Work required: Exactly as they appear below, repeat the lines from the one with "repository 8b271d96ae20810b" through the one with "use serde_json::Value;", and no others.

== Supplied records ==

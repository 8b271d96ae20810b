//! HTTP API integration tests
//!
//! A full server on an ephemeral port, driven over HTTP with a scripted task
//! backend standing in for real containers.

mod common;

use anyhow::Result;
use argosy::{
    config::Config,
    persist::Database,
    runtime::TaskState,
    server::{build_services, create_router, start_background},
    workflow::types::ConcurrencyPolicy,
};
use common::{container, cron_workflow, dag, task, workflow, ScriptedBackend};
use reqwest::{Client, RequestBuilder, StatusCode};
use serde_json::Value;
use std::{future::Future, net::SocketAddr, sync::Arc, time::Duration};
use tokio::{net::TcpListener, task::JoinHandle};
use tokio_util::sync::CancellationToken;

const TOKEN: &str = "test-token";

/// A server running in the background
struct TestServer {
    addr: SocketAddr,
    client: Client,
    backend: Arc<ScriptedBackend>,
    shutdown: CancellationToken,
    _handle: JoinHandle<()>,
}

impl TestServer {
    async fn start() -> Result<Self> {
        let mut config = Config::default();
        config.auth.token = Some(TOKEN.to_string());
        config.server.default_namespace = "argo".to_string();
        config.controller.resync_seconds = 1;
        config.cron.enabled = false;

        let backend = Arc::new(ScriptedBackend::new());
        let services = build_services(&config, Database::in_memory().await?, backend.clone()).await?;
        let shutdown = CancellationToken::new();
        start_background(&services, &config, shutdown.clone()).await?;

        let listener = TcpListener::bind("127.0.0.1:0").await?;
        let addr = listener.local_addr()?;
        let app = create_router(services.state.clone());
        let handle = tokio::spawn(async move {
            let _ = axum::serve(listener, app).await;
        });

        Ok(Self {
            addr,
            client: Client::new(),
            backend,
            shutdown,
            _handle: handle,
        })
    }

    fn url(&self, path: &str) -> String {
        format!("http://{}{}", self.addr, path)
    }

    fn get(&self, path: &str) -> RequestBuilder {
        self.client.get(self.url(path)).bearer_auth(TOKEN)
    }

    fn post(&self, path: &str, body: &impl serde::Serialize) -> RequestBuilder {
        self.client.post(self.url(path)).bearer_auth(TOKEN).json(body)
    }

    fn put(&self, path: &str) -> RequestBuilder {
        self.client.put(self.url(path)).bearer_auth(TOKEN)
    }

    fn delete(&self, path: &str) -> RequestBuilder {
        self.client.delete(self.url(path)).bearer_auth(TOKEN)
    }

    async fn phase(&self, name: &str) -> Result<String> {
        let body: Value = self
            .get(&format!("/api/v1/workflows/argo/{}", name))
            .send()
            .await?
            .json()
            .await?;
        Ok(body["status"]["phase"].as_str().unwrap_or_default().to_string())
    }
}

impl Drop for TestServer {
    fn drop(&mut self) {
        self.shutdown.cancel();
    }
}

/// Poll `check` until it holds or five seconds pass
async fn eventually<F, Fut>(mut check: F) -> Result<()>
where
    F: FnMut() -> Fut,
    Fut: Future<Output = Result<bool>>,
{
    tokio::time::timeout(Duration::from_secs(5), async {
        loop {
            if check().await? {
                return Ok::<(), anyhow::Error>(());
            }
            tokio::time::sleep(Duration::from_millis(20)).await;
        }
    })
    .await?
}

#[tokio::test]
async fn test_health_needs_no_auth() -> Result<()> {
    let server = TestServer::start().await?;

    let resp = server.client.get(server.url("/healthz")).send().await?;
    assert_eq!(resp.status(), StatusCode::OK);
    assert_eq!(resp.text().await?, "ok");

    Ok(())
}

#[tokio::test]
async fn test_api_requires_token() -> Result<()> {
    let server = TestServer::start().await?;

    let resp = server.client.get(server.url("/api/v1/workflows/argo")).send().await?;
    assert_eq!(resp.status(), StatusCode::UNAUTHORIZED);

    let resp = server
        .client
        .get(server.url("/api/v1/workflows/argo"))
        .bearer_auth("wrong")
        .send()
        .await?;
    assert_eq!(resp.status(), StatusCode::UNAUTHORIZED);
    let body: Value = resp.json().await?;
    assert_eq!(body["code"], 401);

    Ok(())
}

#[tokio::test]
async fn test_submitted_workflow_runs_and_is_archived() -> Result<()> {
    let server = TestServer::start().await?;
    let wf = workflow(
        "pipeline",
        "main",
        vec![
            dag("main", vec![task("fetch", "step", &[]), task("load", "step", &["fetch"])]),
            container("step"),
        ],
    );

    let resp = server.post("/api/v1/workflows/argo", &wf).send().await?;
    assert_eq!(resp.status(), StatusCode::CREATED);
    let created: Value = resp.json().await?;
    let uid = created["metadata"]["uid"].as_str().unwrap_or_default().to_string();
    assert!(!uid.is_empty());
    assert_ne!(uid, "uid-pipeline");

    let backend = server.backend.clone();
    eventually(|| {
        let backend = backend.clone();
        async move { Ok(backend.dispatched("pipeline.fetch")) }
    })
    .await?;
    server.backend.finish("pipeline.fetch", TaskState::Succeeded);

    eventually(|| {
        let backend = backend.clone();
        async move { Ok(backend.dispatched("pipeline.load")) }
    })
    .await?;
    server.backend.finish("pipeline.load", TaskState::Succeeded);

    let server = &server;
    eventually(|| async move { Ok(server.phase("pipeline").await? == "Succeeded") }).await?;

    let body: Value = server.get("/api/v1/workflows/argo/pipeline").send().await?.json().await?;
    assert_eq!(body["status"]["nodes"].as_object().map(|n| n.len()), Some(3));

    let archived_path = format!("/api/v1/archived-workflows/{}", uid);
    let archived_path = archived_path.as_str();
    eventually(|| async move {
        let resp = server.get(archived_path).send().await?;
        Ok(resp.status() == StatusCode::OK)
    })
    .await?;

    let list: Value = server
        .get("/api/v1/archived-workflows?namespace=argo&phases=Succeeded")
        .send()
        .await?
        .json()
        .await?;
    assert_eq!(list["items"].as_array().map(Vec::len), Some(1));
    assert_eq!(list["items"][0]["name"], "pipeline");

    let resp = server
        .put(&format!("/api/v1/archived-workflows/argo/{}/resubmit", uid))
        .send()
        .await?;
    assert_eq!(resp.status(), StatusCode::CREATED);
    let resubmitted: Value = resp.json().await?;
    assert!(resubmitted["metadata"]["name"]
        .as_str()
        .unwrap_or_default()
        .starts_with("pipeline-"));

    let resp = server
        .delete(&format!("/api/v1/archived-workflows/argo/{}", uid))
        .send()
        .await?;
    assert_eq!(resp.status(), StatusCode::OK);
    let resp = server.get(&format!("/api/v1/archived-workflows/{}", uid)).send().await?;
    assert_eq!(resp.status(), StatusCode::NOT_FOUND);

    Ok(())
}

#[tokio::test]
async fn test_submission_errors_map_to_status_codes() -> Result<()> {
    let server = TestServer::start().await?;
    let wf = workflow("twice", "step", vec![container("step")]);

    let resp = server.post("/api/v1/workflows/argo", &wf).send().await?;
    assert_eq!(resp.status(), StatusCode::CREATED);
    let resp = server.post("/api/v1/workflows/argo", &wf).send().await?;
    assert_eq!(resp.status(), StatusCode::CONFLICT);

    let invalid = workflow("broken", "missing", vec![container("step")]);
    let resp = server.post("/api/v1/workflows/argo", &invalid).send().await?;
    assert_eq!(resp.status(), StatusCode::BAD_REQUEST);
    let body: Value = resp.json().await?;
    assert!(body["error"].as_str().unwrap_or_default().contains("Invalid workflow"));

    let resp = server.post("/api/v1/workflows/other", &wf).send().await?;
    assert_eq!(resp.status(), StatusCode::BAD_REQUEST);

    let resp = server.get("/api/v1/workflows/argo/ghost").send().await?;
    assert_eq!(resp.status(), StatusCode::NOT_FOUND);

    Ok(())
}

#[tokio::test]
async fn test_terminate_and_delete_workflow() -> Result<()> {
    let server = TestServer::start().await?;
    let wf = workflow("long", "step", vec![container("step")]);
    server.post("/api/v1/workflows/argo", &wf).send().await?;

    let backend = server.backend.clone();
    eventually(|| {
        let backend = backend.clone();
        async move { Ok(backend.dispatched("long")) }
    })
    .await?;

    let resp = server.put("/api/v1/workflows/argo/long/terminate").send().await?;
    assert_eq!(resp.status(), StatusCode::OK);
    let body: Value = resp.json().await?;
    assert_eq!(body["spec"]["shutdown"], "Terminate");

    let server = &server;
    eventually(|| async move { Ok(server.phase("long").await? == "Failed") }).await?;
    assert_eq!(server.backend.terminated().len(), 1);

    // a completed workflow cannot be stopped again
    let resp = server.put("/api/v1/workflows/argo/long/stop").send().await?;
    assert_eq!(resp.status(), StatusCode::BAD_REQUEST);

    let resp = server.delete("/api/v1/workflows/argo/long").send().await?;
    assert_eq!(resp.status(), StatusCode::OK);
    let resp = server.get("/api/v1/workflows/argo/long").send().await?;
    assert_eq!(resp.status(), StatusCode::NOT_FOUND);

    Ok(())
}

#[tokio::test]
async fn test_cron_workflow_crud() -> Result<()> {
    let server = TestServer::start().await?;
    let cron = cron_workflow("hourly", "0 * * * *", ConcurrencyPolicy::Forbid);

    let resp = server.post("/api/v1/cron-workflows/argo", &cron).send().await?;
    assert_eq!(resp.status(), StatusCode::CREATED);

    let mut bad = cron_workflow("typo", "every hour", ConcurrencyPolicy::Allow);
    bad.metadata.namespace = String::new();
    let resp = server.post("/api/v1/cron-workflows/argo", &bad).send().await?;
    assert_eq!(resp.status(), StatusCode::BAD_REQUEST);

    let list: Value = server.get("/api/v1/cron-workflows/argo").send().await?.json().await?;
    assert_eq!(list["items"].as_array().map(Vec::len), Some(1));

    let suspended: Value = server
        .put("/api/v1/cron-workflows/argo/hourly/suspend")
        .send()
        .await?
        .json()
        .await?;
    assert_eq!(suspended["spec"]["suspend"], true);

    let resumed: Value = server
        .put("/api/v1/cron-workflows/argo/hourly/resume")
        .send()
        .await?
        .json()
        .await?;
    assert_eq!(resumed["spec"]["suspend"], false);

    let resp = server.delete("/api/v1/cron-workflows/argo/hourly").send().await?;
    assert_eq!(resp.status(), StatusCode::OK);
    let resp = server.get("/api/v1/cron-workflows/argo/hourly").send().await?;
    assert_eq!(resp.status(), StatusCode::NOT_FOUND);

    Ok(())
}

===
== Supplied records ==

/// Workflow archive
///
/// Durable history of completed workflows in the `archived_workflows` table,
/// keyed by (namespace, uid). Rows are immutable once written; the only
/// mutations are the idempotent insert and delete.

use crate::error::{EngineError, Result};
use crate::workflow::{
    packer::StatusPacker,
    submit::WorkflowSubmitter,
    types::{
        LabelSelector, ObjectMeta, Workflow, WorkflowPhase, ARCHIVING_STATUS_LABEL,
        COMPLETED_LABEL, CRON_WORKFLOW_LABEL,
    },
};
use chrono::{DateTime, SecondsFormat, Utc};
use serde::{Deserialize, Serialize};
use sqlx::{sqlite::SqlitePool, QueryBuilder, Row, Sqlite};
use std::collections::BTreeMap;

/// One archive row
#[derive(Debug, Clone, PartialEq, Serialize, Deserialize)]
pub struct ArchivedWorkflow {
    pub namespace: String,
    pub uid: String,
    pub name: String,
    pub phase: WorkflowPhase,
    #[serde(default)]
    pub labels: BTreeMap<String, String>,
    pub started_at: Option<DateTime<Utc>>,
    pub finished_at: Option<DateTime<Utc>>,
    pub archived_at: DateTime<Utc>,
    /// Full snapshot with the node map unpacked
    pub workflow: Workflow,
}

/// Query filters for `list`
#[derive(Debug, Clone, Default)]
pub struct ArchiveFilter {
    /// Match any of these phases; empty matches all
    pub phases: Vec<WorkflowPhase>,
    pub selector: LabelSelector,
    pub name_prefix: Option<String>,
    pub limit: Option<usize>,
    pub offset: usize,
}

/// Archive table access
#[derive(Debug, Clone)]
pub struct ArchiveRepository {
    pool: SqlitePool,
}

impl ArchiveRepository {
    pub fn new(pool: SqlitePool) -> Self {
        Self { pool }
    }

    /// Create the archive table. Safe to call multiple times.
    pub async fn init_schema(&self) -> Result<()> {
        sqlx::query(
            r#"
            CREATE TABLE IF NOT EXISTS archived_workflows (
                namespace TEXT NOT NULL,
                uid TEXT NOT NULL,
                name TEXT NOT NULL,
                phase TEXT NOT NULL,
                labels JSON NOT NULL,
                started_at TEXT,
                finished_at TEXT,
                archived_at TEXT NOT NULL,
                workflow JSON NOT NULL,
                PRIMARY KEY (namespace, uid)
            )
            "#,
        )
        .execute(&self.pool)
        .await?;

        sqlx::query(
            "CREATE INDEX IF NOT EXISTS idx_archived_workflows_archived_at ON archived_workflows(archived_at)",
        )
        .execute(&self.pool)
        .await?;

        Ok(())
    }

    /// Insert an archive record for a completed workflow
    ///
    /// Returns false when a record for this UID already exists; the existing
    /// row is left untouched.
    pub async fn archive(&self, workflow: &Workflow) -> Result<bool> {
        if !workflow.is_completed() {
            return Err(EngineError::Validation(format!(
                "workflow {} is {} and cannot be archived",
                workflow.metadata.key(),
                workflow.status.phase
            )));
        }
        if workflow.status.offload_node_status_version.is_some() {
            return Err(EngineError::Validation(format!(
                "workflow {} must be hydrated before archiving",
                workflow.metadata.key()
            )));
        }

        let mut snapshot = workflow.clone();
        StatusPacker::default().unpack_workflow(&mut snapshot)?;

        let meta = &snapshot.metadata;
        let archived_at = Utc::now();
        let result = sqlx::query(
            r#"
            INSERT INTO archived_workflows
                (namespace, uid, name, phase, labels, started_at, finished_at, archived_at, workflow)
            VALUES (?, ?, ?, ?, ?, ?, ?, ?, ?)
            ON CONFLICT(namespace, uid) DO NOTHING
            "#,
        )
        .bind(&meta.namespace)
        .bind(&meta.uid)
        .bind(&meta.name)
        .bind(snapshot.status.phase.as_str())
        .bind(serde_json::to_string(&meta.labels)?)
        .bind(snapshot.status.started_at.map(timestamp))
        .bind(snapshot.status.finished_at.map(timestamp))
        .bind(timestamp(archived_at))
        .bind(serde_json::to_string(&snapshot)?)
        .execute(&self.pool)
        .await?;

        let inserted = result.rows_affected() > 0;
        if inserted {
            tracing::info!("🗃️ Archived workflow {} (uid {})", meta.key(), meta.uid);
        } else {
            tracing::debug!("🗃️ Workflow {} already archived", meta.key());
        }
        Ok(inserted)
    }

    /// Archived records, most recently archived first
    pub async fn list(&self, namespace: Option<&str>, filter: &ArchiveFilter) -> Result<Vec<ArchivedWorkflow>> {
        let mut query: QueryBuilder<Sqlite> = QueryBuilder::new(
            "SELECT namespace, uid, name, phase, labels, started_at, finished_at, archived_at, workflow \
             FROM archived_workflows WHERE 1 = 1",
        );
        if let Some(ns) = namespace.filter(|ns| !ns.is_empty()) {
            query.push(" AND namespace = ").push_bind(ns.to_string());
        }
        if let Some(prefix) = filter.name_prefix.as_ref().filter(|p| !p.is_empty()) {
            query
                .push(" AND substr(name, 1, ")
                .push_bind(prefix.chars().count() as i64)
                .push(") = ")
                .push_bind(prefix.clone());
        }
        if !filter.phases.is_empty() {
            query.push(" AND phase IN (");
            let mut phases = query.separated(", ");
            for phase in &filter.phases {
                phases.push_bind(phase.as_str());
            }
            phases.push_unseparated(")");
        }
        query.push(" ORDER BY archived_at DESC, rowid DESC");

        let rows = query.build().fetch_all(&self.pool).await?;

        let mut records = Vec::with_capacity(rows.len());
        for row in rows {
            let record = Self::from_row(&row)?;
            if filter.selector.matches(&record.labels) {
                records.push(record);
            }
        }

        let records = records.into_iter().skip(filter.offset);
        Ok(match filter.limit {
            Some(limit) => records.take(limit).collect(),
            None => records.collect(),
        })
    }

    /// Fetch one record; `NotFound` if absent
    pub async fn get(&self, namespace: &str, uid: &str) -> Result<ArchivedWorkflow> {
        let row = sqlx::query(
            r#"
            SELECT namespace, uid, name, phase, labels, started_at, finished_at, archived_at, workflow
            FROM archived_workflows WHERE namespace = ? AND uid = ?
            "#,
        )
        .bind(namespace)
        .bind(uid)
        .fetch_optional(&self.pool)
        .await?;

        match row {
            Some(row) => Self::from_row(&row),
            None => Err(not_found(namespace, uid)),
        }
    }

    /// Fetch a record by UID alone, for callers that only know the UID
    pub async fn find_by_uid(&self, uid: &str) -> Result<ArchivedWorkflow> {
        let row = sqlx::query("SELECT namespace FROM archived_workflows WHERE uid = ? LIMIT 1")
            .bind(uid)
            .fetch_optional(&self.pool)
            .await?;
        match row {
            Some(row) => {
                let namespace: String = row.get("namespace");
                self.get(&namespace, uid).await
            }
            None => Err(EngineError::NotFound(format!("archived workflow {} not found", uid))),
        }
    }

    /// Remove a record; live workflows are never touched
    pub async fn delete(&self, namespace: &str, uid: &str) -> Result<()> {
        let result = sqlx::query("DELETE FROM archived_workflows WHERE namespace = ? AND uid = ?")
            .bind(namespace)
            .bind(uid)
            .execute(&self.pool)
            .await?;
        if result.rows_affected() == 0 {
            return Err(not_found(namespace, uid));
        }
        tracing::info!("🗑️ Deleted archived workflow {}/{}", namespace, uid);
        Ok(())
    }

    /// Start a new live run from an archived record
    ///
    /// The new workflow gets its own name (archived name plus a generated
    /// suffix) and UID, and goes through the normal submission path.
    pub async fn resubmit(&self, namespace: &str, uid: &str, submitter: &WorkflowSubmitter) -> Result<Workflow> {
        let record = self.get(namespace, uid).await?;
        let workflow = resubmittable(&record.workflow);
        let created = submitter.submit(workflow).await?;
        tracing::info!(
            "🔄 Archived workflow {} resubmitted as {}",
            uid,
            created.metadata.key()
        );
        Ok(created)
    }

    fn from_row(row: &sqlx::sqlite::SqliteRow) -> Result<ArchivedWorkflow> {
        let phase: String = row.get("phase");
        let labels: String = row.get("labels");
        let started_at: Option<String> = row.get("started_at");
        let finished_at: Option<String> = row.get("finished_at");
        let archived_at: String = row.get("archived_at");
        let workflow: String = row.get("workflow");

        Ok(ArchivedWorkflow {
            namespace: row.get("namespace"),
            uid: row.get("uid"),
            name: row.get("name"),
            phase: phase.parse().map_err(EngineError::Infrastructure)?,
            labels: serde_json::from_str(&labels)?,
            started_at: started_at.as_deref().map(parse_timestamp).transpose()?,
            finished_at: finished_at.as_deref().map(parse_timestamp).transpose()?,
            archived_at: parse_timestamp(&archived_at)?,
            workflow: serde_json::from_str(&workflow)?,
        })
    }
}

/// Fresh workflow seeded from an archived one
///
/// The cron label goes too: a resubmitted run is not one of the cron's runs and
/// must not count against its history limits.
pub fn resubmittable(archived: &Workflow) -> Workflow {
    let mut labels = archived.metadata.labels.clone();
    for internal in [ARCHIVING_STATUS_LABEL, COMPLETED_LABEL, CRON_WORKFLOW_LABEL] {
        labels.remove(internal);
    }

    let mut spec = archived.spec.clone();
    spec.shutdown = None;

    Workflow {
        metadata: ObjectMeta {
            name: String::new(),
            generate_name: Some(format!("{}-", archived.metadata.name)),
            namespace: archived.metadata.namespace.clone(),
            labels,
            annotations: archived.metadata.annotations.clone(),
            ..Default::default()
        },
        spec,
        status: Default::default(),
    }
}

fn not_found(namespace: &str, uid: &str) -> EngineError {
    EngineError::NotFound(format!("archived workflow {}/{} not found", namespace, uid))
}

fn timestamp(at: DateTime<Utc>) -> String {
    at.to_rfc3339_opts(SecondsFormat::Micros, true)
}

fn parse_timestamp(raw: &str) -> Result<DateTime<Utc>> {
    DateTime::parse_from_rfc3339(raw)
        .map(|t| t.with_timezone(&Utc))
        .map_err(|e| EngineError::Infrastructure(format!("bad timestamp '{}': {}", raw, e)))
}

===

Solution to this problem:
repository 8b271d96ae20810b
//! HTTP API integration tests
//!
//! A full server on an ephemeral port, driven over HTTP with a scripted task
//! backend standing in for real containers.

mod common;

use anyhow::Result;
use argosy::{
    config::Config,
    persist::Database,
    runtime::TaskState,
    server::{build_services, create_router, start_background},
    workflow::types::ConcurrencyPolicy,
};
use common::{container, cron_workflow, dag, task, workflow, ScriptedBackend};
use reqwest::{Client, RequestBuilder, StatusCode};
use serde_json::Value;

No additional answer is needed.